See "What NOT to Flag" below for domain exceptions (horticulture landscape, child welfare foster, networking realm, etc.).

2. Syntax Tells (Noise + Soul)

Sentence structures LLMs reach for to sound balanced or significant.

Negative parallelism

LLMs overuse not X but Y and not just X, but also Y constructions to signal balance and sophistication. In moderation this is fine English. In quantity it is a clear tell.

Detect:

Three or more not X but Y / not just X, but Y / it's not about X, it's about Y structures in a single piece
Used where a direct claim would work: this isn't just a tool, it's a platform -> this is a platform

Fix: State the positive claim directly. If the contrast matters, keep one instance and rewrite the rest.

Forced tricolons (rule of three)

X, Y, and Z lists used for rhythm rather than enumeration. LLMs default to three items even when two or four would be more accurate.

Detect:

Adjective triplets where one adjective would carry the meaning: a fast, reliable, and scalable system
Noun triplets that are really the same concept: clarity, precision, and accuracy
Three-item lists where the third item is obviously padded to hit the count

Fix: Drop the weakest item. Use two items when the point is a contrast, four or more when it is an actual list.

Copula avoidance

LLMs avoid plain is / are / has / have in favor of elaborate constructions: serves as, marks, represents, features, offers, boasts, stands as.

Detect:

serves as where is works: it serves as a backup -> it is a backup
represents used as a replacement for is: this represents a shift -> this is a shift
boasts used for has: the app boasts 50 features -> the app has 50 features
marks used to inflate: this marks the first time -> this is the first time

Fix: Use the plain copula. Elaborate verbs should carry weight - do not spend them on simple identity claims.

Elegant variation

LLMs avoid repeating a noun within a paragraph, substituting increasingly strained synonyms. A character named Alice becomes the protagonist, the main character, the young woman, the eponymous heroine in four consecutive sentences.

Detect:

The same entity referred to by 3+ different nouns in close proximity
Strained synonyms where a pronoun or name repetition would be natural
Different technical terms for the same concept within one document

Fix: Use the name, or a pronoun. Repetition is fine. Forced variation is worse than repetition.

3. Tonal Tells (Soul)

The voice of the text gives away the author even when the words are individually defensible.

Travel-guide voice

Nestled between rolling hills, this vibrant city boasts a rich cultural heritage and a thriving arts scene. LLMs default to this register for any geographic or cultural topic.

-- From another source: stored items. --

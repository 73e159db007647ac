//! Two-phase Conway's Game of Life (B3/S23) on a toroidal grid.
//!
//! Each tick runs either a mark sub-phase, which flags cells as `Born` or
//! `Dying`, or a resolve sub-phase, which settles them. Windowing and drawing
//! live in the binary; this crate only needs a grid and a tick loop.

pub mod cell;
pub mod config;
pub mod control;
pub mod counter;
pub mod engine;
pub mod error;
pub mod grid;
pub mod pace;
pub mod palette;
pub mod rules;

pub use cell::Cell;
pub use config::{FillMode, SimConfig};
pub use control::ControlEvent;
pub use counter::NeighborCounter;
pub use engine::{Census, MarkSummary, Phase, Simulation, TickOutcome};
pub use error::EngineError;
pub use grid::Grid;
pub use pace::{PaceController, MAX_RATE, MIN_RATE};
pub use rules::Pattern;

Detect: nestled, rolling hills, vibrant, thriving, rich heritage, bustling, charming, picturesque

Fix: State facts. The city has 300,000 people, two universities, and a jazz festival in August.

Promotional tone

Our commitment to excellence ensures we foster innovation and empower our customers to succeed. LLMs reach for press-release cadence when asked to describe any organization or product.

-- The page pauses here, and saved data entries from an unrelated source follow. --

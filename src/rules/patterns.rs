use std::str::FromStr;

use crate::cell::Cell;
use crate::grid::Grid;

/// Predefined patterns for seeding the grid
#[derive(Debug, Clone, Copy, PartialEq, Eq)]
pub enum Pattern {
    /// A small oscillator
    Blinker,
    /// A small oscillator
    Toad,
    /// A small stationary pattern
    Block,
    /// A diagonal spaceship
    Glider,
    /// A horizontal spaceship
    LightweightSpaceship,
    /// A pattern that grows indefinitely
    GosperGliderGun,
}

impl Pattern {
    pub const ALL: [Pattern; 6] = [
        Pattern::Blinker,
        Pattern::Toad,
        Pattern::Block,
        Pattern::Glider,
        Pattern::LightweightSpaceship,
        Pattern::GosperGliderGun,
    ];

    /// Live cells as `(row, col)` offsets from the pattern's top-left corner
    #[rustfmt::skip]
    pub fn offsets(&self) -> &'static [(usize, usize)] {
        match self {
            Pattern::Blinker => &[(0, 0), (0, 1), (0, 2)],
            Pattern::Toad => &[
                (0, 1), (0, 2), (0, 3),
                (1, 0), (1, 1), (1, 2),
            ],
            Pattern::Block => &[(0, 0), (0, 1), (1, 0), (1, 1)],
            Pattern::Glider => &[
                (0, 1),
                (1, 2),
                (2, 0), (2, 1), (2, 2),
            ],
            Pattern::LightweightSpaceship => &[
                (0, 1), (0, 4),
                (1, 0),
                (2, 0), (2, 4),
                (3, 0), (3, 1), (3, 2), (3, 3),
            ],
            Pattern::GosperGliderGun => &[
                // Left block
                (4, 0), (4, 1), (5, 0), (5, 1),

                // Left ship
                (2, 12), (2, 13),
                (3, 11), (3, 15),
                (4, 10), (4, 16),
                (5, 10), (5, 14), (5, 16), (5, 17),
                (6, 10), (6, 16),
                (7, 11), (7, 15),
                (8, 12), (8, 13),

                // Right ship
                (0, 24),
                (1, 22), (1, 24),
                (2, 20), (2, 21),
                (3, 20), (3, 21),
                (4, 20), (4, 21),
                (5, 22), (5, 24),
                (6, 24),

                // Right block
                (2, 34), (2, 35), (3, 34), (3, 35),
            ],
        }
    }

    /// `(rows, cols)` covered by the pattern
    pub fn extent(&self) -> (usize, usize) {
        self.offsets()
            .iter()
            .fold((0, 0), |(h, w), &(r, c)| (h.max(r + 1), w.max(c + 1)))
    }

    pub fn name(&self) -> &'static str {
        match self {
            Pattern::Blinker => "blinker",
            Pattern::Toad => "toad",
            Pattern::Block => "block",
            Pattern::Glider => "glider",
            Pattern::LightweightSpaceship => "lwss",
            Pattern::GosperGliderGun => "gosper-gun",
        }
    }
}

impl FromStr for Pattern {
    type Err = String;

    fn from_str(s: &str) -> Result<Self, Self::Err> {
        Pattern::ALL
            .into_iter()
            .find(|p| p.name().eq_ignore_ascii_case(s))
            .ok_or_else(|| {
                let names: Vec<_> = Pattern::ALL.iter().map(Pattern::name).collect();
                format!("unknown pattern {s:?}, expected one of: {}", names.join(", "))
            })
    }
}

/// Place a pattern with its top-left corner at `(row, col)`.
/// Cells running past an edge wrap around to the opposite side.
pub fn place_pattern(grid: &mut Grid, pattern: Pattern, row: usize, col: usize) {
    let (width, height) = grid.dimensions();
    for &(dr, dc) in pattern.offsets() {
        grid.set((row + dr) % height, (col + dc) % width, Cell::Alive);
    }
}

/// Place a pattern centered on the grid
pub fn place_pattern_centered(grid: &mut Grid, pattern: Pattern) {
    let (rows, cols) = pattern.extent();
    let row = grid.height().saturating_sub(rows) / 2;
    let col = grid.width().saturating_sub(cols) / 2;
    place_pattern(grid, pattern, row, col);
}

Detect: commitment to, empower, foster, ensure, strive, dedicated to, passionate about, industry-leading, cutting-edge, next-generation

Fix: Replace with specific claims. We help X customers do Y beats We empower customers to succeed.

Vague attribution

Experts say, industry reports indicate, observers have noted, many believe. LLMs use these when they want to assert something without a source. Real writers either cite or own the claim.

Detect:

experts say / experts agree without naming experts
industry reports / studies show without a study
observers have noted / critics argue without names
Plural sources say pointing to at most one source

Fix: Cite the source. Or own the claim. Or cut it - most of the time the surrounding sentence works without the attribution.

Significance padding

This marks a pivotal moment, underscoring broader trends in the industry. LLMs inflate the weight of routine events to pad word count.

Detect:

marks a pivotal moment
underscoring broader trends
highlighting the importance of
serves as a reminder that
in an era where
in today's fast-paced world

Fix: Delete the whole sentence. If what follows does not make sense without the padding, rewrite the surrounding paragraph.

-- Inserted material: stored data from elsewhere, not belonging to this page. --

//! Rules module for the two-phase Game of Life
//!
//! The rule set is fixed to classic Conway (B3/S23):
//! 1. Any live cell with fewer than two live neighbors dies (underpopulation)
//! 2. Any live cell with two or three live neighbors lives (survival)
//! 3. Any live cell with more than three live neighbors dies (overpopulation)
//! 4. Any empty cell with exactly three live neighbors becomes alive (reproduction)
//!
//! Deaths and births are not applied directly. The mark step turns them into
//! `Dying` and `Born`, and the resolve step collapses those into `Empty` and
//! `Alive` one tick later.

pub mod patterns;

pub use patterns::Pattern;

use crate::cell::Cell;

/// Neighbors needed for an empty cell to be born
pub const BIRTH_COUNT: u8 = 3;
/// Minimum neighbors for a live cell to survive
pub const SURVIVAL_MIN: u8 = 2;
/// Maximum neighbors for a live cell to survive
pub const SURVIVAL_MAX: u8 = 3;

/// Mark step for one cell with `neighbors` live neighbors.
///
/// Returns `None` when `cell` is already transitional; the caller treats that
/// as a broken invariant.
#[inline]
pub fn mark(cell: Cell, neighbors: u8) -> Option<Cell> {
    match cell {
        Cell::Empty if neighbors == BIRTH_COUNT => Some(Cell::Born),
        Cell::Empty => Some(Cell::Empty),
        Cell::Alive if (SURVIVAL_MIN..=SURVIVAL_MAX).contains(&neighbors) => Some(Cell::Alive),
        Cell::Alive => Some(Cell::Dying),
        Cell::Born | Cell::Dying => None,
    }
}

/// Resolve step: collapse a transitional state into the steady state it announced.
#[inline]
pub fn resolve(cell: Cell) -> Cell {
    match cell {
        Cell::Empty | Cell::Dying => Cell::Empty,
        Cell::Born | Cell::Alive => Cell::Alive,
    }
}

Hedging and qualifier stacking

LLMs stack hedges and qualifiers to sound cautious or balanced. Each hedge by itself is fine English; stacking them makes every claim feel tentative.

Detect:

Frequent generally, typically, often, usually, in many cases, for the most part
Weak modal stacking: may, can, might, could potentially, arguably, relatively
Two or more hedges in the same clause: can generally be considered to be relatively reliable
Hedges on claims that the author clearly knows are true: this may help with performance (when benchmarks are already in the paragraph)

Fix: Delete the hedge and state the claim. If the claim really does need a caveat, state it concretely: on Linux only, for connections over 1000 RPS - not generally speaking.

Scaffolding padding

Phrases that wrap around the actual content without adding information. LLMs lean on these to sound organized or conversational.

Detect:

it's worth noting that, it's important to note, it's worth mentioning
in this article, we'll explore / in this guide, we'll cover (meta-commentary about the piece itself)
let's dive into / let's explore / let's take a look at
here's the thing: / the fact is: / the truth is:
at the end of the day / when all is said and done
as we've seen / as mentioned earlier / as previously discussed (when the reader just read it)

Fix: Cut the wrapper and keep the content. It's worth noting that X becomes X. In this article, we'll explore Y becomes a first sentence that is about Y.

"Despite its X, faces challenges"

LLMs reach for a formula when asked to describe any organization or project: positives first, then a "however" paragraph listing challenges, often ending with a "future outlook" paragraph.

Detect: the shape of the article more than specific words. Three-paragraph structure where paragraph 1 is positive, paragraph 2 starts with Despite or However, and paragraph 3 starts with Looking ahead or The future.

Fix: Reorganize around the actual story. If there is no story, the piece probably should not exist.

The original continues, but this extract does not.